Please return every line of the records below that holds the word "impl".
▬▬▬▬▬▬▬▬▬▬
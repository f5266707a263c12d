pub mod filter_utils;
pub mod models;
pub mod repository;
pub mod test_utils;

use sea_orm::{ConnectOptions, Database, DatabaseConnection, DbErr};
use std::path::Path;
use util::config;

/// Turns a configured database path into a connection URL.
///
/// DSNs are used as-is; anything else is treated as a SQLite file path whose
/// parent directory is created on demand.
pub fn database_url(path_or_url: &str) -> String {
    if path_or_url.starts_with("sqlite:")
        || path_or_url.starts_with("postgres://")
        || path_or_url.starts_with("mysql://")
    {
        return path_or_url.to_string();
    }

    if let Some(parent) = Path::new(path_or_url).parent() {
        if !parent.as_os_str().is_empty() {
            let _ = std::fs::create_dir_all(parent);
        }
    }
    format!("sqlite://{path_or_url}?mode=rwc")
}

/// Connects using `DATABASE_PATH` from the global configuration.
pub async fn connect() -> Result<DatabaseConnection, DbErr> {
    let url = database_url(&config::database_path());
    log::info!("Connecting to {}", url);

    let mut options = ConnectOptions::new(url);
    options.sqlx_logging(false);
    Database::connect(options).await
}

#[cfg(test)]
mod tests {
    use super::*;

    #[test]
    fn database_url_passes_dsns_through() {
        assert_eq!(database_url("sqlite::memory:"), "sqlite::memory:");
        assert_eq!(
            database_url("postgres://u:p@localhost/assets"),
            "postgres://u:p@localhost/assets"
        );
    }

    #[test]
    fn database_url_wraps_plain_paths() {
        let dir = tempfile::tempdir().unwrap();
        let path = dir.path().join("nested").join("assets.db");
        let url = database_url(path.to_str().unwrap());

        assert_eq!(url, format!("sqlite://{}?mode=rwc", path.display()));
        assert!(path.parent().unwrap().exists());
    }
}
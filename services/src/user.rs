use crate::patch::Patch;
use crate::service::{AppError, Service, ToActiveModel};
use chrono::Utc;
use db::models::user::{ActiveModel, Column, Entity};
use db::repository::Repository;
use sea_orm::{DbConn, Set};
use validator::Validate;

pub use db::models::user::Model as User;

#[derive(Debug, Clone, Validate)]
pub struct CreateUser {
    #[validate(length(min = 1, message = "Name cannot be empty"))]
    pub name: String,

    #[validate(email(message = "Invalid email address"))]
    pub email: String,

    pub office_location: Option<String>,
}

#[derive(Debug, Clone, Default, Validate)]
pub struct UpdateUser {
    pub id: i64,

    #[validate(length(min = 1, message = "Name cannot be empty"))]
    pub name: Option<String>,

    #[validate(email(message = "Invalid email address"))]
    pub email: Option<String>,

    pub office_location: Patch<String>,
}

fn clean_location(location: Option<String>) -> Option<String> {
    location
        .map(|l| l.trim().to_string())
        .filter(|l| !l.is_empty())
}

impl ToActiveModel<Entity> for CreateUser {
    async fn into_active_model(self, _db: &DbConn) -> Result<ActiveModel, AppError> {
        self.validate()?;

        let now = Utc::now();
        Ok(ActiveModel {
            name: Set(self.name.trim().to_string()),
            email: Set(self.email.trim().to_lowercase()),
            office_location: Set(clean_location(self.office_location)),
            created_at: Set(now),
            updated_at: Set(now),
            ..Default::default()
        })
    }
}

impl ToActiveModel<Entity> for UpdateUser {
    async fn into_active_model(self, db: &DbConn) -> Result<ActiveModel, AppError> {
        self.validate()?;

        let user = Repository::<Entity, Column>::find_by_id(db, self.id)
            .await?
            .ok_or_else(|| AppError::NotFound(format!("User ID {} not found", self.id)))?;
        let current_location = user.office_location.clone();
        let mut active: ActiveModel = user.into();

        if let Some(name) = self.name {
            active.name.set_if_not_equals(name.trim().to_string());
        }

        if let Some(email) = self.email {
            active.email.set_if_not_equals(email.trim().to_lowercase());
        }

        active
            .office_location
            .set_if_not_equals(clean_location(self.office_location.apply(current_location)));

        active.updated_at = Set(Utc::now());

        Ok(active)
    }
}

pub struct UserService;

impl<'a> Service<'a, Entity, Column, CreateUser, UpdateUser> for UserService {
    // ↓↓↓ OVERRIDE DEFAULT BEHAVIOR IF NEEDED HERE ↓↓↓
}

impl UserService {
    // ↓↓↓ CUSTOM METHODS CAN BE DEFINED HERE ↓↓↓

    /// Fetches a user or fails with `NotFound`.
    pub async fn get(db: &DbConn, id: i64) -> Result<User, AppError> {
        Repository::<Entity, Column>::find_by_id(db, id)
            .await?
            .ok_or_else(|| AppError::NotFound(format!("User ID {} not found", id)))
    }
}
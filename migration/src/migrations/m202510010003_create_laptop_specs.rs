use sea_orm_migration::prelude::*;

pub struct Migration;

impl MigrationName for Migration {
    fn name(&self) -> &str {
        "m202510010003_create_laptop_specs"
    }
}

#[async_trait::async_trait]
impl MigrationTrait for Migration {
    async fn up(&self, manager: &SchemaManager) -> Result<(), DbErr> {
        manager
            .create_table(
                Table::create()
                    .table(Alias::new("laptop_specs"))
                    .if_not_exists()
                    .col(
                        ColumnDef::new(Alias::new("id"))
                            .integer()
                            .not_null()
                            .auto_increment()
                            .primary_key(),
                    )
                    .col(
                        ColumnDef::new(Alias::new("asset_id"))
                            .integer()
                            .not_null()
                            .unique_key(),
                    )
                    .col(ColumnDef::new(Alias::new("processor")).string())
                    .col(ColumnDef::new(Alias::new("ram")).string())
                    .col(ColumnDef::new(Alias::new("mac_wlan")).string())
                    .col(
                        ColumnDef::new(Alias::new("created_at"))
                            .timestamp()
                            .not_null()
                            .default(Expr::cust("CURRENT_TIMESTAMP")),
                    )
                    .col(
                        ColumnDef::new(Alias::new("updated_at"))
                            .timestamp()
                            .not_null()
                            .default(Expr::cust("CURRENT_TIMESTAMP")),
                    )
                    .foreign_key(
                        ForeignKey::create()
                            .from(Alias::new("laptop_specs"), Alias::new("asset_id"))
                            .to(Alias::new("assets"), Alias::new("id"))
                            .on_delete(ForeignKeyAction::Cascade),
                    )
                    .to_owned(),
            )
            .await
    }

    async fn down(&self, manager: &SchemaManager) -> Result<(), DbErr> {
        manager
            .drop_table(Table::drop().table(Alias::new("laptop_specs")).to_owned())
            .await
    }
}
▬▬▬▬▬▬▬▬▬▬
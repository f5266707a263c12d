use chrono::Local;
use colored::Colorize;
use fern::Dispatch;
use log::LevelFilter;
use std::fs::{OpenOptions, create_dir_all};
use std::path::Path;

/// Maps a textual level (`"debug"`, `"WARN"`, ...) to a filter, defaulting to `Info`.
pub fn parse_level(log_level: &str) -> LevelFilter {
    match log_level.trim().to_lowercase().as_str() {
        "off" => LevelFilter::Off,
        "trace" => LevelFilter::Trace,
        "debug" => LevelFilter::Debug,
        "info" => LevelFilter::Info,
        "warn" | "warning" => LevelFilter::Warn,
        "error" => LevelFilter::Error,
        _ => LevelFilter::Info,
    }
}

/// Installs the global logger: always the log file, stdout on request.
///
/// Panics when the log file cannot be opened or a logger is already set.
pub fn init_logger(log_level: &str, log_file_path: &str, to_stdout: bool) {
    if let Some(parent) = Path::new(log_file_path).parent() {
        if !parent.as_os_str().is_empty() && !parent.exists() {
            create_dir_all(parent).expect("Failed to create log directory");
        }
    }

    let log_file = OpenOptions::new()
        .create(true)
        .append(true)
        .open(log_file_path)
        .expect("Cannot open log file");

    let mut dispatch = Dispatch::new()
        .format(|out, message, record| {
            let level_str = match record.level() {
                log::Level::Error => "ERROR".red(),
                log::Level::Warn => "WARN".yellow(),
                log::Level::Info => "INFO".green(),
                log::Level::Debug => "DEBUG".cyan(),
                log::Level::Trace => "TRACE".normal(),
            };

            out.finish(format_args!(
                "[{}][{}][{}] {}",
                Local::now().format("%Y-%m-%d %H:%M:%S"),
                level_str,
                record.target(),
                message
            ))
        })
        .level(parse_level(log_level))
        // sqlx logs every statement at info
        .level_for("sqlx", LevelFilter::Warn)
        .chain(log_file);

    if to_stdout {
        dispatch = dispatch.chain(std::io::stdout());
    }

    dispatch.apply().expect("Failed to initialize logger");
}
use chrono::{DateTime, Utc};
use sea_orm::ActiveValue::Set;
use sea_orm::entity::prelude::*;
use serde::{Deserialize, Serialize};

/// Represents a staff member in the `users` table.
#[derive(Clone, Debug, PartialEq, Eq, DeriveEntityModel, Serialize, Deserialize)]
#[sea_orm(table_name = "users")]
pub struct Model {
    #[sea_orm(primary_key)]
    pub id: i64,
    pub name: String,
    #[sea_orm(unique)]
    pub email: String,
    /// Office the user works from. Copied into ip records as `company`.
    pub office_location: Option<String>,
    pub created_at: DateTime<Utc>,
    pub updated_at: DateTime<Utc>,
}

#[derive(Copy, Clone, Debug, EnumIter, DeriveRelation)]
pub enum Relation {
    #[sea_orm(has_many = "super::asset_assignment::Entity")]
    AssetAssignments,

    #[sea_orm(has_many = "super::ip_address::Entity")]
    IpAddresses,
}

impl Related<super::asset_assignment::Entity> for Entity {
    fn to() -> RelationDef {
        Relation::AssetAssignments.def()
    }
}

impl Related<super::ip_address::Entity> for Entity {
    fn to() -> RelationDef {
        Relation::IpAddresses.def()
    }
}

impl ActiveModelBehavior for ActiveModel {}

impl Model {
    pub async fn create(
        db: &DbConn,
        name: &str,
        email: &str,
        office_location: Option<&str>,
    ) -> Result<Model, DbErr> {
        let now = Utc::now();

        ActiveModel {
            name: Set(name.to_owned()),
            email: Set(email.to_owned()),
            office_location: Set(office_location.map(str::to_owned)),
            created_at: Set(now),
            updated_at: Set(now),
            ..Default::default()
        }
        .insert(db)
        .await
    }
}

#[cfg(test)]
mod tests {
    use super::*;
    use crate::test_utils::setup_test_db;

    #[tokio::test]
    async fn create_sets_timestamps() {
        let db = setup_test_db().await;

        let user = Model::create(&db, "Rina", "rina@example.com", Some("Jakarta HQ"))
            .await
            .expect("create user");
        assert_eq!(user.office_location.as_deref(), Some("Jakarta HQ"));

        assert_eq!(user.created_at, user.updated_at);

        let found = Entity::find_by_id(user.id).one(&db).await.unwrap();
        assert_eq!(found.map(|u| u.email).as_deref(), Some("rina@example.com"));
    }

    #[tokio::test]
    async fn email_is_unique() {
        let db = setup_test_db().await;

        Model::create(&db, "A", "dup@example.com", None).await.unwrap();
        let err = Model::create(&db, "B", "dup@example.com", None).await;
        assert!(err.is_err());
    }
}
▬▬▬▬▬▬▬▬▬▬
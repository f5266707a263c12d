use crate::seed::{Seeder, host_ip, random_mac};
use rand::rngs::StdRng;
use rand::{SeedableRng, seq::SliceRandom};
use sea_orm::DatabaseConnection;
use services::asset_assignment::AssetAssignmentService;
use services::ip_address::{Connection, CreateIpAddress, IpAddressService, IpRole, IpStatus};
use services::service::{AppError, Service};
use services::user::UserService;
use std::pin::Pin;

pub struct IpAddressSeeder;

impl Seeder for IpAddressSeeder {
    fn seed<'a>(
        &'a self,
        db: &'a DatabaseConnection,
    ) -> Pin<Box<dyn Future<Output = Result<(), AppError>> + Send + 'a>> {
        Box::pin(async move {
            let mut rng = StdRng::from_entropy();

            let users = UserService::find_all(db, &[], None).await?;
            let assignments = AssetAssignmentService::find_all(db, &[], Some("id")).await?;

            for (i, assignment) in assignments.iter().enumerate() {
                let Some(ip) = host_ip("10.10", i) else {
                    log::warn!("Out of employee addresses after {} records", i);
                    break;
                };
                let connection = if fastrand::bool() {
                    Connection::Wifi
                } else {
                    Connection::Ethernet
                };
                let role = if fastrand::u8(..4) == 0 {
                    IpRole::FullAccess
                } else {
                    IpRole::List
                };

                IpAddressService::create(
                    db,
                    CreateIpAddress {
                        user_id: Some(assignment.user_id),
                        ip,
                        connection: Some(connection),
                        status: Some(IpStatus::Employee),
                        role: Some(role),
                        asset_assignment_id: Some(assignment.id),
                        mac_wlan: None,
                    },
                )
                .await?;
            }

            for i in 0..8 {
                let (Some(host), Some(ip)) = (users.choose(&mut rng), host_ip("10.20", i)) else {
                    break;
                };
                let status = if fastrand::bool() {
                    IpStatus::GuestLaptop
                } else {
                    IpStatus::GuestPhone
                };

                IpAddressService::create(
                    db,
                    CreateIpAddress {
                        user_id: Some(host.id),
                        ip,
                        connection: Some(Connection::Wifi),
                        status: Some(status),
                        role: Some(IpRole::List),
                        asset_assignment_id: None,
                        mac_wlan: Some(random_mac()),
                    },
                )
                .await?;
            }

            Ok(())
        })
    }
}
▬▬▬▬▬▬▬▬▬▬
▶ [Solution]
impl ToActiveModel<Entity> for CreateUser {
impl ToActiveModel<Entity> for UpdateUser {
impl<'a> Service<'a, Entity, Column, CreateUser, UpdateUser> for UserService {
impl UserService {
impl MigrationName for Migration {
impl MigrationTrait for Migration {
impl Related<super::asset_assignment::Entity> for Entity {
impl Related<super::ip_address::Entity> for Entity {
impl ActiveModelBehavior for ActiveModel {}
impl Model {
impl Seeder for IpAddressSeeder {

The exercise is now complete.